EXERCISE
Using the records that follow, copy every line containing the word "TypeId".

(MATERIAL SUPPLIED begins)

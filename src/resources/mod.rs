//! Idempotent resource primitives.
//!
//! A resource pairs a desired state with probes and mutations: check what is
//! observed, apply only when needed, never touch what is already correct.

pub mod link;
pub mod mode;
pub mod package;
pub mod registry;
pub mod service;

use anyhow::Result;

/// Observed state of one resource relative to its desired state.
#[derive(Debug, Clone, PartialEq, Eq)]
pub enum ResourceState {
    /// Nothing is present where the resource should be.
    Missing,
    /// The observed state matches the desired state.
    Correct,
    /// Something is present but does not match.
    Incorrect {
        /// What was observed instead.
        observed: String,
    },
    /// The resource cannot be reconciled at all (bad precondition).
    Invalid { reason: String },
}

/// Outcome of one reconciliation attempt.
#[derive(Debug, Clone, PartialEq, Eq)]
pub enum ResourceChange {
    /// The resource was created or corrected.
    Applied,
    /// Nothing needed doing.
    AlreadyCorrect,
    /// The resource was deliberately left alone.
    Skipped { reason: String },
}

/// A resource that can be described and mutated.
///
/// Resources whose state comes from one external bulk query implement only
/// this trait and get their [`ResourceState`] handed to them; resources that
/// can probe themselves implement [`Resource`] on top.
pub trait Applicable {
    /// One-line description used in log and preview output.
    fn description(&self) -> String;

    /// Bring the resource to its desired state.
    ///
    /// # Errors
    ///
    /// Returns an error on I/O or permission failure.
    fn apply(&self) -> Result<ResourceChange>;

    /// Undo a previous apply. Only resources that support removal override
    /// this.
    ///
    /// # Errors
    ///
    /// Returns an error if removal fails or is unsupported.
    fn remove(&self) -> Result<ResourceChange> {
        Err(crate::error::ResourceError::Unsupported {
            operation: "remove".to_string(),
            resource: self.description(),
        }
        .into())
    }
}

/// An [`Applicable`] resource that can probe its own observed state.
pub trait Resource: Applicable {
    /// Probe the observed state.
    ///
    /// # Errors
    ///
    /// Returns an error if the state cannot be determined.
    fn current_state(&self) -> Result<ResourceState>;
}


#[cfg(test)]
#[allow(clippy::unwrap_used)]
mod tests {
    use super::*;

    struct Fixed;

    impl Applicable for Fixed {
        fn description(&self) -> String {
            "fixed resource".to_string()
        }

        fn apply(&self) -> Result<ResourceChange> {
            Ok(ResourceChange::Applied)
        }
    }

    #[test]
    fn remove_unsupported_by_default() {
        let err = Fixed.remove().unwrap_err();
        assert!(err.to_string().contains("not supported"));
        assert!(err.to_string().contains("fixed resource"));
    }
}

(MATERIAL SUPPLIED ends)
(MATERIAL SUPPLIED begins)

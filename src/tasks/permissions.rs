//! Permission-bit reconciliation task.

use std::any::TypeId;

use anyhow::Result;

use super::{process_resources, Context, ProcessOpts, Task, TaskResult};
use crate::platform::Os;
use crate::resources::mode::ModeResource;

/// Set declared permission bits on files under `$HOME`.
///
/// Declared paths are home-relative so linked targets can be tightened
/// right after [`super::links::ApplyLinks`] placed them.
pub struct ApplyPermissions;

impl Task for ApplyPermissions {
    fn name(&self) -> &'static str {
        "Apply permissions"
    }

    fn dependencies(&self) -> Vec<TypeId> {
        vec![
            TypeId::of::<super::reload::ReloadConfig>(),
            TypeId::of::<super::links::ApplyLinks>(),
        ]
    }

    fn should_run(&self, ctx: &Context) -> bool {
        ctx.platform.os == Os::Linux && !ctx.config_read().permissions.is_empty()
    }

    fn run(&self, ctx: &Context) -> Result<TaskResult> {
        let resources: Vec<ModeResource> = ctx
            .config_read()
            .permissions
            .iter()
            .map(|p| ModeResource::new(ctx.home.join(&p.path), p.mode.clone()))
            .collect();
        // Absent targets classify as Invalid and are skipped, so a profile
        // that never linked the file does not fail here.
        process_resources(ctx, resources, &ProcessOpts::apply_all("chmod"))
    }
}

(MATERIAL SUPPLIED ends)
(MATERIAL SUPPLIED begins)

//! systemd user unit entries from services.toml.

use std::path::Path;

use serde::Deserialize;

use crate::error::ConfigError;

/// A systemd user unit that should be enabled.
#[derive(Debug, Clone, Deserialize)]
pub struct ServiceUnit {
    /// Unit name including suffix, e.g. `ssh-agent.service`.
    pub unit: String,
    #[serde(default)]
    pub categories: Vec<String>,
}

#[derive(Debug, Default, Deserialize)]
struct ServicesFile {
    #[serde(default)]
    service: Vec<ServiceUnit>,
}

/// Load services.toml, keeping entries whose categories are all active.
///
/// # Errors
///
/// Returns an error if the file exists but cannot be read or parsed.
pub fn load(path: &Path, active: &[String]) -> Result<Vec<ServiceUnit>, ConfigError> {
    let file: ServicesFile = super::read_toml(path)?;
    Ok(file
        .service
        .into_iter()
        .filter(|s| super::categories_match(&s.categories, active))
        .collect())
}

(MATERIAL SUPPLIED ends)

EXERCISE RESPONSE
use std::any::TypeId;
    fn dependencies(&self) -> Vec<TypeId> {
            TypeId::of::<super::reload::ReloadConfig>(),
            TypeId::of::<super::links::ApplyLinks>(),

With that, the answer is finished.